Collected data entries
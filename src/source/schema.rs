//! Input column schema and header resolution.
//!
//! Extracts alternate between all-uppercase and all-lowercase column headers
//! depending on reporting period. Rather than guessing the variant from a
//! date embedded in the filename, we resolve it from the parsed header row
//! itself, which holds up if the publisher ever switches casing again.

use crate::utils::error::SourceError;
use csv::StringRecord;

/// Canonical (lowercase) names of the metric columns, in output order.
pub const METRIC_COLUMNS: [&str; 9] = [
    "ams_res",
    "res_vac",
    "avg_vac_r",
    "vac_3_res",
    "vac_3_6_r",
    "vac_6_12r",
    "vac_12_24r",
    "vac_24_36r",
    "vac_36_res",
];

/// Canonical name of the geographic identifier column.
pub const GEOID_COLUMN: &str = "geoid";

// Early extracts carry the reporting period in-record; later ones only in
// the filename. Both columns are optional.
pub const MONTH_COLUMN: &str = "month";
pub const YEAR_COLUMN: &str = "year";

/// Header casing variant of an input extract
#[derive(Debug, Clone, Copy, PartialEq, Eq, Default, clap::ValueEnum)]
pub enum SchemaVariant {
    /// Resolve headers case-insensitively and report what was found
    #[default]
    Auto,
    /// Require exact all-uppercase headers
    Upper,
    /// Require exact all-lowercase headers
    Lower,
}

impl SchemaVariant {
    fn matches(self, header: &str, canonical: &str) -> bool {
        match self {
            SchemaVariant::Auto => header.eq_ignore_ascii_case(canonical),
            SchemaVariant::Upper => header == canonical.to_ascii_uppercase(),
            SchemaVariant::Lower => header == canonical,
        }
    }
}

/// Resolved positions of the needed columns within one extract's header row
#[derive(Debug, Clone)]
pub struct ColumnMap {
    pub geoid: usize,
    pub metrics: [usize; 9],
    pub month: Option<usize>,
    pub year: Option<usize>,
    detected: SchemaVariant,
}

impl ColumnMap {
    /// Resolve column positions from a header row.
    ///
    /// # Errors
    /// `SourceError::MissingColumn` when a required column is absent under
    /// the requested variant (a wrong-casing guess reports the same way as
    /// a genuinely missing field).
    pub fn resolve(headers: &StringRecord, variant: SchemaVariant) -> Result<Self, SourceError> {
        let find = |canonical: &str| -> Option<usize> {
            headers
                .iter()
                .position(|h| variant.matches(h.trim(), canonical))
        };

        let require = |canonical: &str| -> Result<usize, SourceError> {
            find(canonical).ok_or_else(|| SourceError::MissingColumn(canonical.to_string()))
        };

        let geoid = require(GEOID_COLUMN)?;
        let mut metrics = [0usize; 9];
        for (slot, canonical) in metrics.iter_mut().zip(METRIC_COLUMNS) {
            *slot = require(canonical)?;
        }

        // Period columns are optional in every variant
        let month = find(MONTH_COLUMN);
        let year = find(YEAR_COLUMN);

        let detected = match variant {
            SchemaVariant::Auto => detect_casing(headers, geoid),
            explicit => explicit,
        };

        Ok(Self {
            geoid,
            metrics,
            month,
            year,
            detected,
        })
    }

    /// The casing variant actually present in the file
    pub fn detected_variant(&self) -> SchemaVariant {
        self.detected
    }

    /// Whether the extract carries the reporting period in-record
    pub fn has_period_columns(&self) -> bool {
        self.month.is_some() && self.year.is_some()
    }
}

fn detect_casing(headers: &StringRecord, geoid_idx: usize) -> SchemaVariant {
    match headers.get(geoid_idx) {
        Some(h) if h.chars().any(|c| c.is_ascii_lowercase()) => SchemaVariant::Lower,
        _ => SchemaVariant::Upper,
    }
}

**Work task:** Type out every record above once more, exactly.

**Response for this exercise:**
filename src/source/schema.rs
//! Input column schema and header resolution.
//!
//! Extracts alternate between all-uppercase and all-lowercase column headers
//! depending on reporting period. Rather than guessing the variant from a
//! date embedded in the filename, we resolve it from the parsed header row
//! itself, which holds up if the publisher ever switches casing again.

use crate::utils::error::SourceError;
use csv::StringRecord;

/// Canonical (lowercase) names of the metric columns, in output order.
pub const METRIC_COLUMNS: [&str; 9] = [
    "ams_res",
    "res_vac",
    "avg_vac_r",
    "vac_3_res",
    "vac_3_6_r",
    "vac_6_12r",
    "vac_12_24r",
    "vac_24_36r",
    "vac_36_res",
];

/// Canonical name of the geographic identifier column.
pub const GEOID_COLUMN: &str = "geoid";

// Early extracts carry the reporting period in-record; later ones only in
// the filename. Both columns are optional.
pub const MONTH_COLUMN: &str = "month";
pub const YEAR_COLUMN: &str = "year";

/// Header casing variant of an input extract
#[derive(Debug, Clone, Copy, PartialEq, Eq, Default, clap::ValueEnum)]
pub enum SchemaVariant {
    /// Resolve headers case-insensitively and report what was found
    #[default]
    Auto,
    /// Require exact all-uppercase headers
    Upper,
    /// Require exact all-lowercase headers
    Lower,
}

impl SchemaVariant {
    fn matches(self, header: &str, canonical: &str) -> bool {
        match self {
            SchemaVariant::Auto => header.eq_ignore_ascii_case(canonical),
            SchemaVariant::Upper => header == canonical.to_ascii_uppercase(),
            SchemaVariant::Lower => header == canonical,
        }
    }
}

/// Resolved positions of the needed columns within one extract's header row
#[derive(Debug, Clone)]
pub struct ColumnMap {
    pub geoid: usize,
    pub metrics: [usize; 9],
    pub month: Option<usize>,
    pub year: Option<usize>,
    detected: SchemaVariant,
}

impl ColumnMap {
    /// Resolve column positions from a header row.
    ///
    /// # Errors
    /// `SourceError::MissingColumn` when a required column is absent under
    /// the requested variant (a wrong-casing guess reports the same way as
    /// a genuinely missing field).
    pub fn resolve(headers: &StringRecord, variant: SchemaVariant) -> Result<Self, SourceError> {
        let find = |canonical: &str| -> Option<usize> {
            headers
                .iter()
                .position(|h| variant.matches(h.trim(), canonical))
        };

        let require = |canonical: &str| -> Result<usize, SourceError> {
            find(canonical).ok_or_else(|| SourceError::MissingColumn(canonical.to_string()))
        };

        let geoid = require(GEOID_COLUMN)?;
        let mut metrics = [0usize; 9];
        for (slot, canonical) in metrics.iter_mut().zip(METRIC_COLUMNS) {
            *slot = require(canonical)?;
        }

        // Period columns are optional in every variant
        let month = find(MONTH_COLUMN);
        let year = find(YEAR_COLUMN);

        let detected = match variant {
            SchemaVariant::Auto => detect_casing(headers, geoid),
            explicit => explicit,
        };

        Ok(Self {
            geoid,
            metrics,
            month,
            year,
            detected,
        })
    }

    /// The casing variant actually present in the file
    pub fn detected_variant(&self) -> SchemaVariant {
        self.detected
    }

    /// Whether the extract carries the reporting period in-record
    pub fn has_period_columns(&self) -> bool {
        self.month.is_some() && self.year.is_some()
    }
}

fn detect_casing(headers: &StringRecord, geoid_idx: usize) -> SchemaVariant {
    match headers.get(geoid_idx) {
        Some(h) if h.chars().any(|c| c.is_ascii_lowercase()) => SchemaVariant::Lower,
        _ => SchemaVariant::Upper,
    }
}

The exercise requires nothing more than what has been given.